In contrast to cytosolic and nuclear proteins, membrane-associated proteins―in particular, transmembrane proteins―are notoriously difficult to purify owing to their generally hydrophobic nature. Therefore, these proteins are likely to be underrepresented in global proteomics analyses. In one study, in an attempt to skew this bias for detection of hydrophilic proteins, samples of hESCs and their tumorigenic counterpart, human EC cells, were enriched for membrane-associated proteins using ultracentrifugation before MS analysis (Dormeyer et al. 2008). The high percentage of commonly expressed proteins confirmed similarities in expression patterns known to exist between hESCs and human EC cells, both of which are pluripotent, divide relatively rapidly, and self-renew by symmetrical division. The relatively few differences in surface proteins that were found might betray signaling pathways that are active specifically in carcinoma cells, shedding light on their tumorigenic behavior as opposed to the benign properties of pluripotent cells in the developing embryo.
The studies described above all used semiquantitative proteomics. However, as mentioned in the previous section, SILAC and iTRAQ are being used increasingly to quantitate the relative differences in protein levels between two samples. The use of SILAC has, however, been challenging because, unfortunately, some hESC lines show a high rate of arginine-to-proline conversion, which compromises the accuracy of SILAC-based quantitation when using heavy stable isotope-containing arginine for protein labeling in vivo. Two approaches have been developed to address this technical issue: inclusion of the “light” forms of the arginine in the “unlabeled” sample (Van Hoof et al. 2007), or lowering the arginine concentration in the medium to a minimum (Bendall et al. 2008).
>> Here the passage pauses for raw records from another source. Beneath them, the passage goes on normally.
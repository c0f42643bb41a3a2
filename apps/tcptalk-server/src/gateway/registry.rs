//! Registry of live, handshake-complete sessions.

use std::collections::{HashMap, HashSet};
use std::sync::Arc;

use parking_lot::Mutex;
use tcptalk_common::SessionId;
use thiserror::Error;

use super::session::ClientSession;

#[derive(Debug, Error, PartialEq, Eq)]
pub enum RegistryError {
    #[error("session {0} is already registered")]
    DuplicateId(SessionId),
    #[error("display name `{0}` is already in use")]
    NameTaken(String),
}

#[derive(Default)]
struct Inner {
    sessions: HashMap<SessionId, Arc<ClientSession>>,
    names: HashSet<String>,
}

/// Shared registry of all live chat sessions.
///
/// One `parking_lot::Mutex` guards both the session map and the name index, so
/// register, deregister and snapshot are mutually exclusive and the name check
/// is atomic with insertion. The lock is never held across I/O.
#[derive(Default)]
pub struct SessionRegistry {
    inner: Mutex<Inner>,
}

impl SessionRegistry {
    pub fn new() -> Self {
        Self::default()
    }

    /// Register a session after a successful handshake.
    pub fn register(&self, id: SessionId, session: Arc<ClientSession>) -> Result<(), RegistryError> {
        let mut inner = self.inner.lock();
        if inner.sessions.contains_key(&id) {
            return Err(RegistryError::DuplicateId(id));
        }
        if inner.names.contains(&session.name) {
            return Err(RegistryError::NameTaken(session.name.clone()));
        }
        inner.names.insert(session.name.clone());
        inner.sessions.insert(id, session);
        Ok(())
    }

    /// Remove a session. Returns `None` if it was already gone.
    pub fn deregister(&self, id: &SessionId) -> Option<Arc<ClientSession>> {
        let mut inner = self.inner.lock();
        let session = inner.sessions.remove(id)?;
        inner.names.remove(&session.name);
        Some(session)
    }

    /// Point-in-time copy of every live session except `excluding`.
    pub fn snapshot_others(&self, excluding: &SessionId) -> Vec<Arc<ClientSession>> {
        let inner = self.inner.lock();
        inner
            .sessions
            .iter()
            .filter(|(id, _)| *id != excluding)
            .map(|(_, session)| Arc::clone(session))
            .collect()
    }

    pub fn contains(&self, id: &SessionId) -> bool {
        self.inner.lock().sessions.contains_key(id)
    }

    /// Sorted snapshot of the display names in use.
    pub fn names(&self) -> Vec<String> {
        let mut names: Vec<String> = self.inner.lock().names.iter().cloned().collect();
        names.sort();
        names
    }

    pub fn len(&self) -> usize {
        self.inner.lock().sessions.len()
    }

    pub fn is_empty(&self) -> bool {
        self.len() == 0
    }
}
#![allow(dead_code)]

use std::net::SocketAddr;
use std::time::Duration;

use futures_util::{SinkExt, StreamExt};
use tokio::net::tcp::{OwnedReadHalf, OwnedWriteHalf};
use tokio::net::{TcpSocket, TcpStream};
use tokio::time;
use tokio_util::codec::{FramedRead, FramedWrite, LinesCodec};

use tcptalk_server::config::Config;
use tcptalk_server::{ChatState, RunningServer};

/// How long any single network expectation may take before the test fails.
pub const STEP_TIMEOUT: Duration = Duration::from_secs(5);

pub fn test_config() -> Config {
    Config {
        host: "127.0.0.1".to_string(),
        port: 0,
        ..Config::default()
    }
}

/// Start a real server on an ephemeral port.
pub async fn start_server() -> RunningServer {
    start_server_with(test_config()).await
}

pub async fn start_server_with(config: Config) -> RunningServer {
    tcptalk_server::start(config).await.expect("start server")
}

/// Poll until the registry holds exactly `n` sessions.
pub async fn wait_for_sessions(state: &ChatState, n: usize) {
    time::timeout(STEP_TIMEOUT, async {
        while state.registry.len() != n {
            time::sleep(Duration::from_millis(10)).await;
        }
    })
    .await
    .unwrap_or_else(|_| {
        panic!(
            "expected {n} sessions, registry has {}",
            state.registry.len()
        )
    });
}

/// A raw line-protocol client.
pub struct TestClient {
    lines: FramedRead<OwnedReadHalf, LinesCodec>,
    sink: FramedWrite<OwnedWriteHalf, LinesCodec>,
}

impl TestClient {
    pub async fn connect(addr: SocketAddr) -> Self {
        let stream = TcpStream::connect(addr).await.expect("tcp connect");
        let (read_half, write_half) = stream.into_split();
        Self {
            lines: FramedRead::new(read_half, LinesCodec::new()),
            sink: FramedWrite::new(write_half, LinesCodec::new()),
        }
    }

    /// Connect with a small kernel receive buffer, so a client that stops
    /// reading backs the server up quickly.
    pub async fn connect_with_recv_buffer(addr: SocketAddr, bytes: u32) -> Self {
        let socket = TcpSocket::new_v4().expect("tcp socket");
        socket.set_recv_buffer_size(bytes).expect("set recv buffer");
        let stream = socket.connect(addr).await.expect("tcp connect");
        let (read_half, write_half) = stream.into_split();
        Self {
            lines: FramedRead::new(read_half, LinesCodec::new()),
            sink: FramedWrite::new(write_half, LinesCodec::new()),
        }
    }

    /// Connect and send `name` as the handshake line.
    pub async fn join(addr: SocketAddr, name: &str) -> Self {
        let mut client = Self::connect(addr).await;
        client.send(name).await;
        client
    }

    /// Join and wait until the server has registered the session.
    pub async fn join_and_wait(addr: SocketAddr, name: &str, state: &ChatState, online: usize) -> Self {
        let client = Self::join(addr, name).await;
        wait_for_sessions(state, online).await;
        client
    }

    pub async fn send(&mut self, line: &str) {
        self.sink.send(line).await.expect("send line");
    }

    pub async fn recv(&mut self) -> String {
        time::timeout(STEP_TIMEOUT, self.lines.next())
            .await
            .expect("timeout waiting for a line")
            .expect("stream ended")
            .expect("read error")
    }

    /// Assert the server closes the connection.
    pub async fn expect_closed(&mut self) {
        let next = time::timeout(STEP_TIMEOUT, self.lines.next())
            .await
            .expect("timeout waiting for close");
        match next {
            None | Some(Err(_)) => {}
            Some(Ok(line)) => panic!("expected close, got line {line:?}"),
        }
    }

    /// Assert nothing arrives for `window`.
    pub async fn expect_silence(&mut self, window: Duration) {
        if let Ok(next) = time::timeout(window, self.lines.next()).await {
            panic!("expected silence, got {next:?}");
        }
    }
}
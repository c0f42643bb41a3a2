pub mod config;
pub mod duplex;
pub mod error;
pub mod terminal;

pub use duplex::{ChatConnection, DisconnectReason, InboundEvent, UiChannels};
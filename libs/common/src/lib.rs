pub mod id;
pub mod protocol;

pub use id::{PrefixedId, SessionId};
pub use protocol::{ServerLine, DEFAULT_PORT};
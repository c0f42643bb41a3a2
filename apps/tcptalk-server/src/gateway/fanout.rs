//! Broadcast hub for dispatching chat events to every other session.
//!
//! Each event is rendered once and offered to a registry snapshot with
//! `try_send`. A recipient whose outbound queue is full gets until a shared
//! deadline (the saturation grace) for a slot to open; one that is still full
//! then is treated as unresponsive, its close signal fires and its handler
//! tears the session down. A publish therefore waits at most one grace period,
//! which is what slows a bursting sender down to the pace of its readers.

use std::sync::Arc;
use std::time::Duration;

use tcptalk_common::SessionId;
use tokio::time::Instant;

use super::events::ChatEvent;
use super::registry::SessionRegistry;
use super::session::{ClientSession, Delivery, OutboundLine};

/// Per-publish delivery counts. Informational only.
#[derive(Debug, Clone, Copy, Default, PartialEq, Eq)]
pub struct FanoutReport {
    pub delivered: usize,
    pub saturated: usize,
    pub closed: usize,
}

impl FanoutReport {
    pub fn recipients(&self) -> usize {
        self.delivered + self.saturated + self.closed
    }

    fn record(&mut self, session: &ClientSession, outcome: Delivery) {
        match outcome {
            Delivery::Queued => self.delivered += 1,
            Delivery::Saturated => {
                self.saturated += 1;
                tracing::warn!(
                    session_id = %session.session_id,
                    name = %session.name,
                    "outbound queue stayed full, disconnecting slow client"
                );
                session.close();
            }
            Delivery::Closed => self.closed += 1,
        }
    }
}

/// The broadcast engine. Cloneable, shares the registry.
#[derive(Clone)]
pub struct Broadcaster {
    registry: Arc<SessionRegistry>,
    saturation_grace: Duration,
}

impl Broadcaster {
    pub fn new(registry: Arc<SessionRegistry>, saturation_grace: Duration) -> Self {
        Self {
            registry,
            saturation_grace,
        }
    }

    /// Deliver `event` to every live session except `sender`.
    pub async fn publish(&self, event: &ChatEvent, sender: &SessionId) -> FanoutReport {
        let line: OutboundLine = Arc::from(event.to_server_line().render());
        let recipients = self.registry.snapshot_others(sender);

        let mut report = FanoutReport::default();
        let mut backlogged = Vec::new();
        for session in recipients {
            match session.try_deliver(Arc::clone(&line)) {
                Delivery::Saturated => backlogged.push(session),
                outcome => report.record(&session, outcome),
            }
        }

        if !backlogged.is_empty() {
            let deadline = Instant::now() + self.saturation_grace;
            for session in &backlogged {
                let outcome = session.deliver_by(Arc::clone(&line), deadline).await;
                report.record(session, outcome);
            }
        }

        tracing::debug!(
            sender = %sender,
            event = event.kind(),
            delivered = report.delivered,
            saturated = report.saturated,
            closed = report.closed,
            backlogged = backlogged.len(),
            "broadcast event"
        );

        report
    }
}
//! Declarative tenant reconciler.
//!
//! # Purpose
//! Converges everything derived from a tenant specification (`DesiredState`):
//! the tenant's core namespace, its billing ledger rows and the RBAC grants
//! for its sudoers, developers and managers.
//!
//! # How it fits
//! [`reconcile::Reconciler`] is invoked once per key by an external scheduler
//! (the binary ships a minimal resync loop). Every external system sits behind
//! a trait in [`store`], with in-memory adapters for tests and local runs and a
//! Postgres adapter for the billing ledger.
pub mod billing;
pub mod config;
pub mod error;
pub mod manifest;
pub mod model;
pub mod namespace;
pub mod observability;
pub mod rbac;
pub mod reconcile;
pub mod store;
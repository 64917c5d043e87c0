//! Tenant specification objects.
//!
//! # Purpose
//! A `DesiredState` describes one tenant's wanted RBAC and billing
//! configuration. It is authored through an external API; the reconciler only
//! reads it (finalizer bookkeeping aside).
use serde::{Deserialize, Serialize};
use std::collections::BTreeMap;
use tenancy_rbac::{Subject, sudoers_group_name};
use uuid::Uuid;

/// Finalizer asking that dependents be left in place when the owner goes away.
pub const ORPHAN_FINALIZER: &str = "orphan";
/// Finalizer holding deletion until this tenant's shared grants are released.
pub const RELEASE_GRANTS_FINALIZER: &str = "tenancy.dev/release-shared-grants";

#[derive(Debug, Clone, Default, PartialEq, Eq, Serialize, Deserialize)]
pub struct DesiredSpec {
    #[serde(default)]
    pub billing: BTreeMap<String, String>,
    #[serde(default)]
    pub istio_revision: String,
    #[serde(default)]
    pub namespace_label_overrides: BTreeMap<String, String>,
    #[serde(default)]
    pub sudoers: Vec<Subject>,
    #[serde(default)]
    pub developers: Vec<Subject>,
    #[serde(default)]
    pub managers: Vec<Subject>,
}

#[derive(Debug, Clone, PartialEq, Eq, Serialize, Deserialize)]
pub struct DesiredState {
    pub uid: Uuid,
    pub name: String,
    #[serde(default)]
    pub finalizers: Vec<String>,
    /// Deletion has been requested; the object lingers until its finalizers clear.
    #[serde(default)]
    pub deletion_requested: bool,
    /// User that submitted the specification; becomes the sole sudoer when none are listed.
    #[serde(default, skip_serializing_if = "Option::is_none")]
    pub created_by: Option<String>,
    #[serde(default)]
    pub spec: DesiredSpec,
}

impl DesiredState {
    pub fn new(name: impl Into<String>, spec: DesiredSpec) -> Self {
        Self {
            uid: Uuid::new_v4(),
            name: name.into(),
            finalizers: Vec::new(),
            deletion_requested: false,
            created_by: None,
            spec,
        }
    }

    pub fn has_finalizer(&self, finalizer: &str) -> bool {
        self.finalizers.iter().any(|f| f == finalizer)
    }

    pub fn is_orphaning(&self) -> bool {
        self.has_finalizer(ORPHAN_FINALIZER)
    }

    pub fn sudoers_group_name(&self) -> String {
        sudoers_group_name(&self.name)
    }

    /// Fill in admission-time defaults the author left out: the submitting
    /// user as sudoer, and the default mesh revision.
    pub fn apply_defaults(&mut self, default_istio_revision: Option<&str>) {
        if self.spec.sudoers.is_empty() {
            if let Some(user) = self.created_by.as_deref().filter(|u| !u.is_empty()) {
                self.spec.sudoers = vec![Subject::user(user)];
            }
        }
        if self.spec.istio_revision.is_empty() {
            if let Some(revision) = default_istio_revision {
                self.spec.istio_revision = revision.to_string();
            }
        }
    }
}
Two independent studies used a very similar quantitative MS approach to compare the proteomes of hESCs and their differentiated derivatives, formed after exposure of the undifferentiated cells to the BMP4-inhibitor noggin, which induces neuronal differentiation (Yocum et al. 2008; Chaerkady et al. 2009). Despite the comparable strategies and analytical methods used, only a small number of proteins were found to be commonly differentially expressed in the two studies. The lack of concordance is not typical for these two studies alone; it appears to be a widespread phenomenon that is often attributed to dissimilarities in differentiation propensities of individual hESC lines, the variety in MS strategies used, and “undersampling,” denoting the property that an MS experiment usually identifies a (random) portion of the sampled proteome.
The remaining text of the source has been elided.